Monday, September 2, 2013

OANDA's Order Book and sentiment analysis

I spent today researching various information sources, and found OANDA's analytical tools very interesting. OANDA reports an aggregate of their clients' orders and positions for free, which is useful if you're trying to measure retail sentiment. They also provide the weekly Commitment of Traders (COT) for free, although it doesn't include commercial positions. 

Anyway, I was looking at their order book and confirmed the theory that stops accumulate around big round numbers. 

The above snapshot is interesting, since it indicates that retail traders seem to be more bearish than bullish on the USDJPY, considering there are more sell orders on the upside than there are buy orders on the downside.

Contrast with the CoT report on the JPY, which indicate that the large money is bearish on the JPY (and thus bullish on the USDJPY).

It seems contradictory, but we have to bear in mind that retail money is generally referred to as "dumb money", and the smarter bet would be to go with the large money (aka the "smart money").

I'm also beginning to appreciate why it may be more sensible to concentrate on a handful of currencies if you're going to delve into fundamental and sentiment analysis. There's alot of information to absorb.

Sunday, September 1, 2013

Week in review: 26th August to 1st September 2013

I've finished this week in the red. I lost two trades, which included one on the NZDUSD that I had opened a few weeks ago. I also won some, but because of my inverted R:R ratios, my wins couldn't overcome my few losses.

Since I began trading from July 2013 (start of the Australian financial year), I've made a slight loss of -0.5%. It's not a big amount, but it is discouraging. I'm well within my drawdown limit, obviously, but the last few weeks have wiped my gains for the last few months. 
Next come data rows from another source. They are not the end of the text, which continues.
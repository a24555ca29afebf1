use thiserror::Error;

#[derive(Debug, Error, Clone, PartialEq, Eq)]
pub enum DiagramError {
	#[error("link `{link}` references missing node `{node}`")]
	DanglingLink { link: String, node: String },

	#[error("duplicate node id `{0}`")]
	DuplicateNode(String),

	#[error("duplicate link id `{0}`")]
	DuplicateLink(String),

	#[error("layout link references unknown node `{0}`")]
	UnknownLayoutNode(String),

	#[error("drawing surface unavailable: {0}")]
	Surface(String),
}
Incorporating fundamental / sentimental analysis

I've spent the last week going over fundamentals and checking how to incorporate it into my trading plan. My thinking is as follows: use fundamental analysis to determine a bullish / bearish / neutral outlook on a particular currency, and using my technical systems to manage any trade that aligns with my fundamental analysis. 
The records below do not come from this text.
#[cfg(test)]
mod tests {
	use std::cell::RefCell;
	use std::collections::HashMap;
	use std::rc::Rc;

	use super::*;
	use crate::components::diagram::graph::SelectionState;
	use crate::components::diagram::layout::{ForceLayout, PhysicsEngine};
	use crate::components::diagram::primitive::{Primitive, Scalable};
	use crate::components::diagram::testing::RecordingRenderer;
	use crate::components::diagram::types::{CameraMode, DiagramLink, DiagramNode};

	fn sample() -> DiagramData {
		let node = |id: &str, count: f64, weight: f64| DiagramNode {
			id: id.into(),
			color: "#2ca02c".into(),
			metrics: HashMap::from([("count".to_string(), count), ("weight".to_string(), weight)]),
		};
		let link = |id: &str, s: &str, t: &str| DiagramLink {
			id: id.into(),
			source: s.into(),
			target: t.into(),
			metrics: HashMap::new(),
		};
		DiagramData {
			nodes: vec![node("a", 200.0, 900.0), node("b", 800.0, 100.0), node("c", 1000.0, 0.0)],
			links: vec![link("ab", "a", "b"), link("bc", "b", "c")],
		}
	}

	fn controller(mode: CameraMode) -> DiagramController<RecordingRenderer> {
		let config = DiagramConfig {
			camera_mode: mode,
			..Default::default()
		};
		DiagramController::new(config, RecordingRenderer::default())
	}

	fn running(mode: CameraMode) -> DiagramController<RecordingRenderer> {
		let mut c = controller(mode);
		c.init(&sample(), Viewport::new(800.0, 600.0)).unwrap();
		c.start();
		c
	}

	fn snapshot(version: u64, entries: &[(&str, f32, f32)]) -> PositionSnapshot {
		PositionSnapshot {
			version,
			positions: entries
				.iter()
				.map(|(id, x, y)| ((*id).to_string(), Vec2::new(*x, *y)))
				.collect(),
		}
	}

	fn node_scale(c: &DiagramController<RecordingRenderer>, id: &str) -> f32 {
		match c.renderer().scene().node(id) {
			Some(Primitive::Node { mesh, .. }) => mesh.scale(),
			_ => panic!("missing {id}"),
		}
	}

	#[test]
	fn init_creates_primitives() {
		let c = running(CameraMode::Perspective);
		assert_eq!(c.phase(), Phase::Running);
		assert_eq!(c.renderer().scene().len(), 5);
		assert_eq!(c.renderer().size, Some((800.0, 600.0)));
		let z = c.renderer().get_position("c").unwrap().z;
		assert!((z - -500.0).abs() < 1e-4);
	}

	#[test]
	fn dangling_link_aborts_init() {
		let mut data = sample();
		data.links.push(DiagramLink {
			id: "bad".into(),
			source: "a".into(),
			target: "ghost".into(),
			metrics: HashMap::new(),
		});
		let mut c = controller(CameraMode::Perspective);
		assert!(matches!(
			c.init(&data, Viewport::new(800.0, 600.0)),
			Err(DiagramError::DanglingLink { .. })
		));
		assert_eq!(c.phase(), Phase::Uninitialized);
		assert!(c.renderer().scene().is_empty());
		c.start();
		assert_eq!(c.phase(), Phase::Uninitialized);
	}

	#[test]
	fn sync_writes_positions_and_link_points() {
		let mut c = running(CameraMode::Perspective);
		c.sync_positions(&snapshot(1, &[("a", 10.0, 20.0), ("b", -5.0, 4.0)]));
		let a = c.renderer().get_position("a").unwrap();
		assert_eq!((a.x, a.y), (10.0, 20.0));
		assert_eq!(a.z, c.graph().node("a").unwrap().visual_depth);
		let Some(Primitive::Link { line, .. }) = c.renderer().scene().link("ab") else {
			panic!("missing link");
		};
		assert_eq!(line.start, a);
		assert_eq!(line.end, c.renderer().get_position("b").unwrap());
	}

	#[test]
	fn stale_snapshot_is_ignored() {
		let mut c = running(CameraMode::Orthographic);
		c.sync_positions(&snapshot(2, &[("a", 1.0, 1.0)]));
		c.sync_positions(&snapshot(1, &[("a", 99.0, 99.0)]));
		c.sync_positions(&snapshot(2, &[("a", 50.0, 50.0)]));
		assert_eq!(c.renderer().get_position("a").unwrap().x, 1.0);
	}

	#[test]
	fn frame_schedules_before_rendering() {
		let mut c = running(CameraMode::Perspective);
		let log = c.renderer().events.clone();
		let order = log.clone();
		c.frame(move || log.borrow_mut().push("schedule"));
		assert_eq!(*order.borrow(), vec!["schedule", "render"]);
		assert_eq!(c.renderer().frames, 1);
	}

	#[test]
	fn frame_is_inert_until_started() {
		let mut c = controller(CameraMode::Perspective);
		c.init(&sample(), Viewport::new(800.0, 600.0)).unwrap();
		let mut scheduled = false;
		c.frame(|| scheduled = true);
		assert!(!scheduled);
		assert_eq!(c.renderer().frames, 0);
	}

	#[test]
	fn pointer_over_node_highlights_on_next_frame() {
		let mut c = running(CameraMode::Orthographic);
		c.sync_positions(&snapshot(1, &[("a", 0.0, 0.0), ("b", 150.0, 0.0), ("c", -150.0, 0.0)]));
		let screen = c.camera().project(Vec3::ZERO).unwrap().screen;

		c.pointer_move(screen.x as f64, screen.y as f64);
		assert_eq!(c.tracker().focused(), None);
		c.frame(|| {});
		assert_eq!(c.tracker().focused(), Some("a"));
		assert_eq!(c.graph().node("a").unwrap().selection, SelectionState::Hovered);

		c.click();
		c.frame(|| {});
		assert_eq!(c.tracker().selected(), Some("a"));

		c.pointer_leave();
		for _ in 0..5 {
			c.frame(|| {});
		}
		assert_eq!(c.tracker().focused(), None);
		assert_eq!(c.graph().count_in_state(SelectionState::Selected), 1);
		assert_eq!(c.graph().count_in_state(SelectionState::Hovered), 0);
	}

	#[test]
	fn drag_suppresses_click() {
		let mut c = running(CameraMode::Orthographic);
		c.sync_positions(&snapshot(1, &[("a", 0.0, 0.0), ("b", 150.0, 0.0), ("c", -150.0, 0.0)]));
		let screen = c.camera().project(Vec3::ZERO).unwrap().screen;
		let (x, y) = (screen.x as f64, screen.y as f64);
		c.pointer_move(x, y);
		c.frame(|| {});
		c.pointer_down(x, y);
		c.pointer_move(x + 30.0, y);
		c.pointer_up();
		c.click();
		c.frame(|| {});
		assert_eq!(c.tracker().selected(), None);
	}

	#[test]
	fn press_without_drag_keeps_hover() {
		let mut c = running(CameraMode::Orthographic);
		c.sync_positions(&snapshot(1, &[("a", 0.0, 0.0), ("b", 150.0, 0.0), ("c", -150.0, 0.0)]));
		let screen = c.camera().project(Vec3::ZERO).unwrap().screen;
		let (x, y) = (screen.x as f64, screen.y as f64);
		c.pointer_move(x, y);
		c.frame(|| {});
		c.pointer_down(x, y);
		c.pointer_move(x + 1.0, y);
		c.frame(|| {});
		assert_eq!(c.tracker().focused(), Some("a"));
		assert_eq!(c.renderer().cursors.last(), Some(&Cursor::Pointer));

		c.pointer_move(x + 40.0, y);
		c.frame(|| {});
		assert_eq!(c.renderer().cursors.last(), Some(&Cursor::Grabbing));
		c.pointer_up();
		assert_eq!(c.renderer().cursors.last(), Some(&Cursor::Pointer));
	}

	#[test]
	fn pan_tracks_mean_node_depth() {
		let mut c = running(CameraMode::Perspective);
		c.pointer_down(100.0, 100.0);
		c.pointer_move(140.0, 100.0);
		c.pointer_up();
		for _ in 0..300 {
			c.frame(|| {});
		}
		// brackets 2, 8 and 10 sit at z = -180, -420, -500; the eye is 616.7 from their mean
		let expected = 2.0 * 616.667 * 22.5f32.to_radians().tan() / 600.0 * 40.0;
		assert!((c.camera().eye().x + expected).abs() < 0.1, "{}", c.camera().eye());
	}

	#[test]
	fn resize_twice_is_identical() {
		let mut c = running(CameraMode::Orthographic);
		c.resize(1024.0, 768.0);
		let first = (c.camera().bounds(), c.camera().projection());
		c.resize(1024.0, 768.0);
		assert_eq!((c.camera().bounds(), c.camera().projection()), first);
		c.resize(0.0, 0.0);
		assert_eq!(c.camera().bounds(), first.0);
	}

	#[test]
	fn update_sizing_rescales_in_place() {
		let mut c = running(CameraMode::Orthographic);
		assert!((node_scale(&c, "a") - (0.2 + 2.0 * 0.08)).abs() < 1e-6);
		let before = c.renderer().scene().len();

		c.update_sizing("weight");
		assert_eq!(c.metric_key(), "weight");
		assert_eq!(c.renderer().scene().len(), before);
		assert!((node_scale(&c, "a") - (0.2 + 9.0 * 0.08)).abs() < 1e-6);
		assert!((node_scale(&c, "c") - 0.2).abs() < 1e-6);
	}

	#[test]
	fn update_sizing_moves_depth_in_perspective() {
		let mut c = running(CameraMode::Perspective);
		c.update_sizing("weight");
		let z = c.renderer().get_position("a").unwrap().z;
		assert!((z - -(50.0 * 9.0 * 0.8 + 100.0)).abs() < 1e-3);
		let Some(Primitive::Link { line, .. }) = c.renderer().scene().link("ab") else {
			panic!("missing link");
		};
		assert_eq!(line.start.z, z);
	}

	#[test]
	fn layout_ticks_drive_sync() {
		let c = Rc::new(RefCell::new(running(CameraMode::Perspective)));
		let (nodes, links) = c.borrow().layout_input();
		let mut layout = ForceLayout::new();
		let sink = c.clone();
		layout
			.simulate(
				&nodes,
				&links,
				Box::new(move |snap: &PositionSnapshot| sink.borrow_mut().sync_positions(snap)),
			)
			.unwrap();
		layout.tick();
		let expected = layout.snapshot().positions["a"];
		let got = c.borrow().renderer().get_position("a").unwrap();
		assert_eq!((got.x, got.y), (expected.x, expected.y));
	}

	#[test]
	fn teardown_releases_everything() {
		let mut c = running(CameraMode::Perspective);
		c.teardown();
		assert_eq!(c.phase(), Phase::TornDown);
		assert!(c.renderer().scene().is_empty());
		let mut scheduled = false;
		c.frame(|| scheduled = true);
		assert!(!scheduled);
		c.sync_positions(&snapshot(10, &[("a", 1.0, 1.0)]));
		assert_eq!(c.renderer().get_position("a"), None);
	}
}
Fundamental analysis is tricky. While the data behind fundamental analysis is objective (e.g. unemployment %, GDP growth, manufacturing orders etc), the interpretation of this data can be very subjective. I'll post some more thoughts on how to handle this data interpretation in the future.

But the following setup caught my eye. It's an example of combining both fundamental and technical analysis.

Here we see the USDJPY converging, as shown by the two trend lines. We can expect fireworks as the currency pairs heads close to the point of convergence. Non-farm payroll (NFP) is coming out this Friday, which coincidentally (?) takes place just before convergence. Depending on the nature of the NFP announcement, we can then use technical analysis to determine how to proceed.